▶ **WHAT THE EXERCISE ASKS**
Let the answer be the lines from the one with "Self::RemoteService(msg.into())" to the end of the entries, copied exactly with both boundary lines kept.

Stored items
[Start of section]
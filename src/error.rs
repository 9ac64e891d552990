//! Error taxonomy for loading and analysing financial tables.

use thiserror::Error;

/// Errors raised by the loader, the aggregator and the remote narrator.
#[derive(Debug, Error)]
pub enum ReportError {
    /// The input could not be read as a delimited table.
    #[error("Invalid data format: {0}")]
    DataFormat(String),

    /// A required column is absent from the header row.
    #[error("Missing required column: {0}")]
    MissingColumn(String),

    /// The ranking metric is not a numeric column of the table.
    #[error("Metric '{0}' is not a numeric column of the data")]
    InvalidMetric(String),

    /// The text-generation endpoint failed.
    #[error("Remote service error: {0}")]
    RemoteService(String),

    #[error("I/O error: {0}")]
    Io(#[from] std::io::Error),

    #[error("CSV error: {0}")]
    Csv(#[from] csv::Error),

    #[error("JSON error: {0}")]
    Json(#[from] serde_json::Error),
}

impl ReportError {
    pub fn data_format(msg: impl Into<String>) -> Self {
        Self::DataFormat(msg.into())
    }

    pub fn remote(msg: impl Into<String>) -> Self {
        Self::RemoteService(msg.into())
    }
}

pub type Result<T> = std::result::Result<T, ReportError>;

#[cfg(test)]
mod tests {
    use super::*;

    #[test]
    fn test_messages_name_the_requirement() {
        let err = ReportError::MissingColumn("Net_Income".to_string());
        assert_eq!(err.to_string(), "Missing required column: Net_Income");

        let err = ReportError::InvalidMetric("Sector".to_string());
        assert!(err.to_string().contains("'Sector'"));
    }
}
[End of section]
▶ **TASK RESULT**
        Self::RemoteService(msg.into())
    }
}

pub type Result<T> = std::result::Result<T, ReportError>;

#[cfg(test)]
mod tests {
    use super::*;

    #[test]
    fn test_messages_name_the_requirement() {
        let err = ReportError::MissingColumn("Net_Income".to_string());
        assert_eq!(err.to_string(), "Missing required column: Net_Income");

        let err = ReportError::InvalidMetric("Sector".to_string());
        assert!(err.to_string().contains("'Sector'"));
    }
}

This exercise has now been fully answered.